= Dan McCleary =

Dan McCleary (born 1952) is an American artist, and founder and artistic director of Art Division, a nonprofit organization offering professional arts training and academic and career support to young adults in the under-served MacArthur Park community in Los Angeles.

==Life and education==

McCleary was born in Santa Monica, California. He graduated from Loyola High School of Los Angeles, and attended Santa Monica College, San Francisco Art Institute, and Skowhegan School of Painting and Sculpture in Maine in 1979.

==Work==

The subject of McCleary's paintings, drawings and prints is individuals, often alone and rendered life-size, engaged in daily activities at home, the office, a hair salon or restaurant. Los Angeles Times art critic Christopher Knight has called McCleary "among the finest figurative painters working today." "McCleary is the David Hockney of ordinary moments," wrote Los Angeles Magazine.

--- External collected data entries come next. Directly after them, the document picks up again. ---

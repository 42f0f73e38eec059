// SPDX-FileCopyrightText: 2020 Robin Krahl <robin.krahl@ireas.org>
// SPDX-License-Identifier: Apache-2.0 or MIT

//! Colors and drawing styles.
//!
//! A [`ShapeStyle`][] describes how paths are painted: whether they are filled, stroked or
//! both, which cap and join style strokes use, and which marker symbol point data is rendered
//! with.  A [`TextStyle`][] describes how a text anchor position is interpreted (horizontal and
//! vertical alignment) and which decorations are drawn along the baseline.  All properties are
//! orthogonal and can be combined freely.
//!
//! # Example
//!
//! ```
//! use georeport::style::{Color, DrawMode, LineCap, ShapeStyle, TextStyle};
//!
//! let outline = ShapeStyle::new(DrawMode::Stroke).with_cap(LineCap::Round);
//! let label = TextStyle::new().centered().underlined();
//! let sea = Color::from_packed(0x4060a0);
//! assert_eq!(sea.r(), 0x40);
//! ```
//!
//! [`ShapeStyle`]: struct.ShapeStyle.html
//! [`TextStyle`]: struct.TextStyle.html

use crate::fonts::Font;

/// An RGB color with channel values between 0 and 255.
///
/// Report tools conventionally pass colors around as packed `0xRRGGBB` integers; see
/// [`from_packed`](#method.from_packed) and [`packed`](#method.packed).
#[derive(Clone, Copy, Debug, PartialEq, Eq)]
pub struct Color {
    /// The red channel.
    pub r: u8,
    /// The green channel.
    pub g: u8,
    /// The blue channel.
    pub b: u8,
}

impl Color {
    /// Black.
    pub const BLACK: Color = Color::new(0, 0, 0);
    /// White, also the document background color used for polygon holes.
    pub const WHITE: Color = Color::new(255, 255, 255);
    /// The light grey used for table header shading.
    pub const GREY_LIGHT: Color = Color::new(200, 200, 200);
    /// Red.
    pub const RED: Color = Color::new(255, 0, 0);
    /// Green.
    pub const GREEN: Color = Color::new(0, 191, 0);
    /// Blue.
    pub const BLUE: Color = Color::new(0, 0, 255);
    /// Yellow.
    pub const YELLOW: Color = Color::new(255, 255, 0);

    /// Creates a new color from the given channel values.
    pub const fn new(r: u8, g: u8, b: u8) -> Color {
        Color { r, g, b }
    }

    /// Creates a color from a packed `0xRRGGBB` integer.
    pub const fn from_packed(rgb: u32) -> Color {
        Color {
            r: ((rgb >> 16) & 0xff) as u8,
            g: ((rgb >> 8) & 0xff) as u8,
            b: (rgb & 0xff) as u8,
        }
    }

    /// Returns this color as a packed `0xRRGGBB` integer.
    pub const fn packed(self) -> u32 {
        ((self.r as u32) << 16) | ((self.g as u32) << 8) | self.b as u32
    }

    /// Returns the red channel.
    pub const fn r(self) -> u8 {
        self.r
    }

    /// Returns the green channel.
    pub const fn g(self) -> u8 {
        self.g
    }

    /// Returns the blue channel.
    pub const fn b(self) -> u8 {
        self.b
    }

    /// Linearly interpolates between this color and the given color.
    ///
    /// `t` is clamped to `[0, 1]`; 0 yields `self` and 1 yields `other`.
    pub fn lerp(self, other: Color, t: f64) -> Color {
        let t = t.max(0.0).min(1.0);
        let mix = |a: u8, b: u8| (f64::from(a) + t * (f64::from(b) - f64::from(a))).round() as u8;
        Color::new(mix(self.r, other.r), mix(self.g, other.g), mix(self.b, other.b))
    }
}

impl From<u32> for Color {
    fn from(rgb: u32) -> Color {
        Color::from_packed(rgb)
    }
}

impl From<Color> for printpdf::Color {
    fn from(color: Color) -> printpdf::Color {
        printpdf::Color::Rgb(printpdf::Rgb::new(
            f64::from(color.r) / 255.0,
            f64::from(color.g) / 255.0,
            f64::from(color.b) / 255.0,
            None,
        ))
    }
}

/// An ordered sequence of color stops used to colorize grid values.
///
/// A normalized value in `[0, 1]` is mapped onto the ramp by linear interpolation between the
/// two neighboring stops.
#[derive(Clone, Debug)]
pub struct ColorRamp {
    stops: Vec<Color>,
}

impl ColorRamp {
    /// Creates a new ramp from the given stops.
    ///
    /// A ramp needs at least one stop; an empty stop list is replaced by a black-to-white
    /// greyscale ramp.
    pub fn new(stops: Vec<Color>) -> ColorRamp {
        if stops.is_empty() {
            ColorRamp::default()
        } else {
            ColorRamp { stops }
        }
    }

    /// Returns the number of stops in this ramp.
    pub fn stop_count(&self) -> usize {
        self.stops.len()
    }

    /// Returns the interpolated color for a normalized value.
    ///
    /// Values outside `[0, 1]` are clamped to the first or last stop.
    pub fn lookup(&self, t: f64) -> Color {
        if self.stops.len() == 1 {
            return self.stops[0];
        }
        let t = t.max(0.0).min(1.0) * (self.stops.len() - 1) as f64;
        let i = (t.floor() as usize).min(self.stops.len() - 2);
        self.stops[i].lerp(self.stops[i + 1], t - i as f64)
    }
}

impl Default for ColorRamp {
    fn default() -> ColorRamp {
        ColorRamp {
            stops: vec![Color::BLACK, Color::WHITE],
        }
    }
}

/// Whether a closed path is filled, stroked or both.
#[derive(Clone, Copy, Debug, PartialEq, Eq)]
pub enum DrawMode {
    /// Fill the path interior only.
    Fill,
    /// Stroke the path outline only.
    Stroke,
    /// Fill the interior and stroke the outline.
    FillStroke,
}

impl DrawMode {
    /// Returns true if the path interior is filled.
    pub fn has_fill(self) -> bool {
        self != DrawMode::Stroke
    }

    /// Returns true if the path outline is stroked.
    pub fn has_stroke(self) -> bool {
        self != DrawMode::Fill
    }
}

/// The shape of open line ends.
#[derive(Clone, Copy, Debug, PartialEq, Eq)]
pub enum LineCap {
    /// Lines end exactly at the endpoint.
    Butt,
    /// Lines end with a semicircular cap.
    Round,
    /// Lines end with a projecting square cap.
    Square,
}

/// The shape of corners between line segments.
#[derive(Clone, Copy, Debug, PartialEq, Eq)]
pub enum LineJoin {
    /// Sharp corners.
    Miter,
    /// Rounded corners.
    Round,
    /// Cut-off corners.
    Bevel,
}

/// The marker symbol used for point data.
#[derive(Clone, Copy, Debug, PartialEq, Eq)]
pub enum PointSymbol {
    /// A square marker centered on the point.
    Square,
    /// A circular marker centered on the point.
    Circle,
}

/// Horizontal text alignment relative to the anchor position.
#[derive(Clone, Copy, Debug, PartialEq, Eq)]
pub enum HAlign {
    /// The anchor is the left end of the text.
    Left,
    /// The anchor is the horizontal center of the text.
    Center,
    /// The anchor is the right end of the text.
    Right,
}

/// Vertical text alignment relative to the anchor position.
#[derive(Clone, Copy, Debug, PartialEq, Eq)]
pub enum VAlign {
    /// The anchor is the text baseline.
    Bottom,
    /// The anchor is the vertical center of the text.
    Center,
    /// The anchor is the top of the text.
    Top,
}

/// The painting style for points, lines and polygons.
#[derive(Clone, Copy, Debug, PartialEq, Eq)]
pub struct ShapeStyle {
    /// Fill/stroke selection.
    pub mode: DrawMode,
    /// Line cap for stroked paths.
    pub cap: LineCap,
    /// Line join for stroked paths.
    pub join: LineJoin,
    /// Marker symbol for point data.
    pub symbol: PointSymbol,
}

impl ShapeStyle {
    /// Creates a new style with the given draw mode and default cap/join/symbol settings.
    pub fn new(mode: DrawMode) -> ShapeStyle {
        ShapeStyle {
            mode,
            ..ShapeStyle::default()
        }
    }

    /// Sets the line cap and returns the style.
    pub fn with_cap(mut self, cap: LineCap) -> ShapeStyle {
        self.cap = cap;
        self
    }

    /// Sets the line join and returns the style.
    pub fn with_join(mut self, join: LineJoin) -> ShapeStyle {
        self.join = join;
        self
    }

    /// Sets the point marker symbol and returns the style.
    pub fn with_symbol(mut self, symbol: PointSymbol) -> ShapeStyle {
        self.symbol = symbol;
        self
    }
}

impl Default for ShapeStyle {
    fn default() -> ShapeStyle {
        ShapeStyle {
            mode: DrawMode::Stroke,
            cap: LineCap::Butt,
            join: LineJoin::Miter,
            symbol: PointSymbol::Square,
        }
    }
}

/// The alignment, typeface and decoration settings for drawn text.
#[derive(Clone, Copy, Debug, PartialEq, Eq)]
pub struct TextStyle {
    /// Horizontal alignment of the anchor.
    pub h_align: HAlign,
    /// Vertical alignment of the anchor.
    pub v_align: VAlign,
    /// Draw a rule below the baseline.
    pub underline: bool,
    /// Draw a rule through the text.
    pub strikethrough: bool,
    /// The typeface.
    pub font: Font,
}

impl TextStyle {
    /// Creates a new style: left/baseline aligned, undecorated, Helvetica.
    pub fn new() -> TextStyle {
        TextStyle::default()
    }

    /// Sets the horizontal alignment and returns the style.
    pub fn with_h_align(mut self, h_align: HAlign) -> TextStyle {
        self.h_align = h_align;
        self
    }

    /// Sets the vertical alignment and returns the style.
    pub fn with_v_align(mut self, v_align: VAlign) -> TextStyle {
        self.v_align = v_align;
        self
    }

    /// Centers the anchor on both axes and returns the style.
    pub fn centered(mut self) -> TextStyle {
        self.h_align = HAlign::Center;
        self.v_align = VAlign::Center;
        self
    }

    /// Anchors the text at its top left corner and returns the style.
    pub fn top_left(mut self) -> TextStyle {
        self.h_align = HAlign::Left;
        self.v_align = VAlign::Top;
        self
    }

    /// Enables the underline decoration and returns the style.
    pub fn underlined(mut self) -> TextStyle {
        self.underline = true;
        self
    }

    /// Enables the strikethrough decoration and returns the style.
    pub fn struck(mut self) -> TextStyle {
        self.strikethrough = true;
        self
    }

    /// Sets the typeface and returns the style.
    pub fn with_font(mut self, font: Font) -> TextStyle {
        self.font = font;
        self
    }
}

impl Default for TextStyle {
    fn default() -> TextStyle {
        TextStyle {
            h_align: HAlign::Left,
            v_align: VAlign::Bottom,
            underline: false,
            strikethrough: false,
            font: Font::Helvetica,
        }
    }
}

While working as director of art programs for an after-school program, Heart of Los Angeles (HOLA), McCleary saw many low-income youth lose access to school and community-based arts programs when they graduated from high school. In response, in 2010 he founded Art Division, a nonprofit organization dedicated to providing youth aged 18–27 with free arts training and academic support from working artists, filmmakers, writers, educators, and other professionals. Located in the low-income, predominantly Hispanic community around historic MacArthur Park, Art Division is also committed to community engagement and building a thriving arts community within the community, presenting exhibitions, public lectures, film screenings, and special events throughout Los Angeles. In 2014, the 12,000-volume Art Division Library opened for students, artists, and the community at large.

==Exhibitions==

McCleary has been featured in more than 50 solo and group exhibitions throughout the U.S. and Europe. His work resides in collections of public and private institutions such as The Hammer Museum, Harvard Art Museums, Los Angeles County Museum of Art, Metropolitan Museum of Art, and New York Public Library, among others.